Simply not blogging about sex or gambling is not adequate protection. If spambots find the keywords they want in your post, they will scrape it, no matter what the context.

It is important to closely note not only the topics you write about but the keywords you use. Then, follow closely the posts or sites that have keywords that may be interpreted incorrectly by a bot so you can deal with any suspicious use of your work.

Presentation

In addition to the content in your feed, the way you present it on your site or shoot it out to the world can also have an impact on how much scraping you have to deal with.
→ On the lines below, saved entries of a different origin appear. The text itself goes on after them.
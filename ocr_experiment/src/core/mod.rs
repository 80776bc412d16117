// コアレイヤー - 基盤となるトレイト、型、エラー定義
// 他のレイヤーから参照される基本的な抽象化を提供

pub mod error;
pub mod traits;
pub mod types;

// 公開API - 明示的にエクスポートして曖昧性を回避
pub use error::{ErrorDisposition, ErrorSeverity, ExperimentError, ExperimentResult, TechniqueStage};
pub use traits::{ChartRenderer, EmbeddingProvider, OcrEngine, ResultTable};
pub use types::{
    DatasetHistogram, EvaluationReport, JobRequest, JobResult, LeaseHandle, OcrExtraction,
    RequestMessage, SimilarityMatrix, TableRow, TechniqueScore, WordConfidence, NOT_PROCESSED,
};
// テクニック単位の処理
// 前処理 → OCR → 採点までを1テクニック分まとめて実行

pub mod worker;

// 公開API
pub use worker::{process_single_technique, TechniqueOutcome};
// OCRアダプター - 外部OCRエンジンの呼び出しと結果の整形

use crate::core::{ExperimentError, ExperimentResult, OcrEngine, OcrExtraction, TechniqueStage, WordConfidence};
use crate::services::config::OcrSettings;
use anyhow::{Context, Result};
use async_trait::async_trait;
use std::path::{Path, PathBuf};
use std::sync::Arc;

/// TSV出力で単語を表す行のレベル
const WORD_LEVEL: &str = "5";

/// `tesseract` CLIを実行するOCRエンジン
#[derive(Debug, Clone)]
pub struct TesseractCliEngine {
    settings: OcrSettings,
    tessdata_dir: Option<PathBuf>,
}

impl TesseractCliEngine {
    pub fn new(settings: OcrSettings) -> Self {
        Self {
            settings,
            tessdata_dir: None,
        }
    }

    /// 学習データのディレクトリを指定（setupコンテナの同期先）
    pub fn with_tessdata_dir(mut self, dir: impl Into<PathBuf>) -> Self {
        self.tessdata_dir = Some(dir.into());
        self
    }
}

#[async_trait]
impl OcrEngine for TesseractCliEngine {
    async fn extract(&self, image_path: &Path) -> Result<OcrExtraction> {
        let mut command = tokio::process::Command::new(&self.settings.binary);
        command
            .arg(image_path)
            .arg("stdout")
            .arg("-l")
            .arg(&self.settings.language)
            .arg("--psm")
            .arg(self.settings.psm.to_string());
        if let Some(dir) = &self.tessdata_dir {
            if dir.is_dir() {
                command.arg("--tessdata-dir").arg(dir);
            }
        }
        command.arg("tsv");

        let output = command
            .output()
            .await
            .with_context(|| format!("Failed to run {}", self.settings.binary))?;
        if !output.status.success() {
            let stderr = String::from_utf8_lossy(&output.stderr);
            anyhow::bail!(
                "{} failed for {}: {}",
                self.settings.binary,
                image_path.display(),
                stderr.trim()
            );
        }

        Ok(parse_tsv(&String::from_utf8_lossy(&output.stdout)))
    }

    fn engine_name(&self) -> &'static str {
        "tesseract"
    }
}

/// tesseractのTSV出力を解析
///
/// 列: level page_num block_num par_num line_num word_num left top width height conf text
pub fn parse_tsv(tsv: &str) -> OcrExtraction {
    let mut words = Vec::new();
    let mut lines: Vec<String> = Vec::new();
    let mut current_line: Option<(String, String, String, String)> = None;

    for row in tsv.lines().skip(1) {
        let columns: Vec<&str> = row.split('\t').collect();
        if columns.len() < 12 || columns[0] != WORD_LEVEL {
            continue;
        }

        let word = columns[11].trim();
        if word.is_empty() {
            continue;
        }
        let confidence = columns[10].trim().parse::<f32>().unwrap_or(-1.0);

        let line_key = (
            columns[1].to_string(),
            columns[2].to_string(),
            columns[3].to_string(),
            columns[4].to_string(),
        );
        if current_line.as_ref() == Some(&line_key) {
            if let Some(line) = lines.last_mut() {
                line.push(' ');
                line.push_str(word);
            }
        } else {
            lines.push(word.to_string());
            current_line = Some(line_key);
        }

        words.push(WordConfidence::new(word, confidence));
    }

    OcrExtraction {
        text: lines.join("\n"),
        words,
    }
}

/// テクニックごとの画像に対してOCRを実行するアダプター
pub struct OcrAdapter<O: OcrEngine> {
    engine: Arc<O>,
}

impl<O: OcrEngine> Clone for OcrAdapter<O> {
    fn clone(&self) -> Self {
        Self {
            engine: Arc::clone(&self.engine),
        }
    }
}

impl<O: OcrEngine> OcrAdapter<O> {
    pub fn new(engine: O) -> Self {
        Self {
            engine: Arc::new(engine),
        }
    }

    pub fn from_arc(engine: Arc<O>) -> Self {
        Self { engine }
    }

    /// 1テクニック分のOCR（失敗はテクニック単位のエラー）
    pub async fn extract_for(&self, technique: &str, image_path: &Path) -> ExperimentResult<OcrExtraction> {
        self.engine
            .extract(image_path)
            .await
            .map_err(|e| ExperimentError::technique(technique, TechniqueStage::Ocr, e))
    }

    pub fn engine_name(&self) -> &'static str {
        self.engine.engine_name()
    }
}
First is the issue of full vs. partial feeds, a popular debate topic among bloggers. Though truncated feeds do reduce content theft, they also annoy legitimate users and have a very vocal opposition. Worse yet, the technology already exists to scrape content from the site itself so the content benefit from truncating a feed may be short lived. Once spammers adapt to shortened feeds, they will be no obstacle at all.

Second is the issue of autodiscovery or the use of meta tags to allow browsers and users to locate the feed easily. Some have raised questions if disabling this feature might be a means of preventing scraping and content theft but, sadly, it has no impact on the issue. Since most scrapers find their feeds through search engines or pinging services and not the blog itself, disabling autodiscovery doesn’t offer any protection.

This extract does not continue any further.